We have all received a huge amount of correspondence on this subject. In my case, much of it has been from precisely such vulnerable people who have expressed their deep-seated fears and worries about the legalisation of assisted suicide, whatever the proposed safeguards. What is more, their very moving and powerful letters have been overwhelmingly reinforced for me by communications from members of the medical profession who have all had years of experience in serving the elderly and providing palliative care. They—and they include my son’s ethics tutor at medical school—are deeply concerned about any possibility of a change in the law and they urge us to oppose any such change.
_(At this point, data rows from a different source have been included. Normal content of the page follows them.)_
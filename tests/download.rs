//! Download-layer tests against a local in-process HTTP server.
//!
//! The client is built offline by seeding a valid cookie file, so no
//! bootstrap request leaves the machine.

use chrono::Utc;
use tempfile::TempDir;
use tokio::io::{AsyncReadExt, AsyncWriteExt};

use nse_market_rs::client::Transport;
use nse_market_rs::cookies::{self, StoredCookie};
use nse_market_rs::{NseClient, NseError};

/// Seed an unexpired cookie file so `build()` takes the restore path
/// instead of bootstrapping against the exchange.
fn seed_cookies(dir: &std::path::Path) {
    let jar = vec![StoredCookie {
        name: "nsit".to_owned(),
        value: "offline-test".to_owned(),
        domain: "www.nseindia.com".to_owned(),
        path: "/".to_owned(),
        expires: Some(Utc::now().timestamp() + 3600),
    }];

    cookies::save(&dir.join(Transport::Http1.cookie_file_name()), &jar).unwrap();
}

async fn offline_client(dir: &TempDir) -> NseClient {
    seed_cookies(dir.path());
    NseClient::new(dir.path()).await.expect("offline build")
}

/// Serve one canned HTTP response on an ephemeral port; returns the base
/// URL.
async fn serve_once(status_line: &str, content_type: &str, body: &[u8]) -> String {
    let listener = tokio::net::TcpListener::bind("127.0.0.1:0").await.unwrap();
    let addr = listener.local_addr().unwrap();

    let response = [
        format!(
            "{status_line}\r\nContent-Type: {content_type}\r\nContent-Length: {}\r\nConnection: close\r\n\r\n",
            body.len()
        )
        .into_bytes(),
        body.to_vec(),
    ]
    .concat();

    tokio::spawn(async move {
        if let Ok((mut sock, _)) = listener.accept().await {
            let mut buf = [0u8; 4096];
            let _ = sock.read(&mut buf).await;
            let _ = sock.write_all(&response).await;
            let _ = sock.shutdown().await;
        }
    });

    format!("http://{addr}")
}

#[tokio::test]
async fn html_error_page_is_report_unavailable() {
    let dir = TempDir::new().unwrap();
    let client = offline_client(&dir).await;

    let base = serve_once("HTTP/1.1 200 OK", "text/html", b"<html>not found</html>").await;
    let url = format!("{base}/reports/sec_list_01012024.csv");

    let err = client.download_document(&url, None).await.unwrap_err();
    assert!(matches!(err, NseError::ReportUnavailable(_)), "{err:?}");

    // No partial file left behind.
    assert!(!dir.path().join("sec_list_01012024.csv").exists());
}

#[tokio::test]
async fn implausibly_small_file_is_download_failed() {
    let dir = TempDir::new().unwrap();
    let client = offline_client(&dir).await;

    let base = serve_once("HTTP/1.1 200 OK", "text/csv", b"abc").await;
    let url = format!("{base}/reports/tiny.csv");

    let err = client.download_document(&url, None).await.unwrap_err();
    assert!(matches!(err, NseError::DownloadFailed(_)), "{err:?}");
    assert!(!dir.path().join("tiny.csv").exists());
}

#[tokio::test]
async fn successful_download_lands_in_the_folder() {
    let dir = TempDir::new().unwrap();
    let client = offline_client(&dir).await;

    let body = b"SYMBOL,SERIES,CLOSE\nTCS,EQ,4000\nINFY,EQ,1500\nSBIN,EQ,800\n";
    let base = serve_once("HTTP/1.1 200 OK", "text/csv", body).await;
    let url = format!("{base}/reports/daily.csv");

    let file = client.download_document(&url, None).await.unwrap();

    assert_eq!(file, dir.path().join("daily.csv"));
    assert_eq!(std::fs::read(&file).unwrap(), body);
}

#[tokio::test]
async fn non_2xx_is_a_status_error() {
    let dir = TempDir::new().unwrap();
    let client = offline_client(&dir).await;

    let base = serve_once("HTTP/1.1 404 Not Found", "text/plain", b"gone").await;
    let url = format!("{base}/reports/missing.csv");

    let err = client.download_document(&url, None).await.unwrap_err();
    assert!(matches!(err, NseError::Status { .. }), "{err:?}");
}

#[tokio::test]
async fn http2_flavor_downloads_and_uses_its_own_cookie_file() {
    let dir = TempDir::new().unwrap();

    // Seed under the Http2 name; the flavor reads only its own file.
    let jar = vec![StoredCookie {
        name: "nsit".to_owned(),
        value: "offline-test".to_owned(),
        domain: "www.nseindia.com".to_owned(),
        path: "/".to_owned(),
        expires: Some(Utc::now().timestamp() + 3600),
    }];
    cookies::save(&dir.path().join(Transport::Http2.cookie_file_name()), &jar).unwrap();

    let client = NseClient::builder(dir.path())
        .transport(Transport::Http2)
        .build()
        .await
        .expect("http2 client build");

    // Cleartext negotiates no ALPN, so the h2-capable client falls back to
    // HTTP/1.1 against the plain listener.
    let body = b"SYMBOL,SERIES,CLOSE\nTCS,EQ,4000\n";
    let base = serve_once("HTTP/1.1 200 OK", "text/csv", body).await;
    let url = format!("{base}/reports/h2.csv");

    let file = client.download_document(&url, None).await.unwrap();
    assert_eq!(std::fs::read(&file).unwrap(), body);

    client.close();
    assert!(!dir.path().join(Transport::Http2.cookie_file_name()).exists());
}

#[tokio::test]
async fn close_removes_the_cookie_file() {
    let dir = TempDir::new().unwrap();
    let client = offline_client(&dir).await;

    let cookie_path = dir.path().join(Transport::Http1.cookie_file_name());
    assert!(cookie_path.exists());

    client.close();
    assert!(!cookie_path.exists());
}

#[tokio::test]
async fn builder_rejects_a_file_as_download_folder() {
    let dir = TempDir::new().unwrap();
    let file = dir.path().join("not_a_folder");
    std::fs::write(&file, b"x").unwrap();

    let err = NseClient::new(&file).await.unwrap_err();
    assert!(matches!(err, NseError::InvalidArgument(_)), "{err:?}");
}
As for the theology of compassion, mentioned by the noble and right reverend Lord, Lord Carey, accompanying someone to his or her death is what our clergy and others do all the time. It is the very definition of compassion—“suffering with”, from the Latin—and that of course is a big part of what the cross is all about in the Christian faith. However, neither in scripture nor in the church’s tradition has that ever included helping people to commit suicide. Therefore, as various speakers have suggested—particularly the noble Baroness, Lady Hayman—the supporters of the Bill have no monopoly on compassion.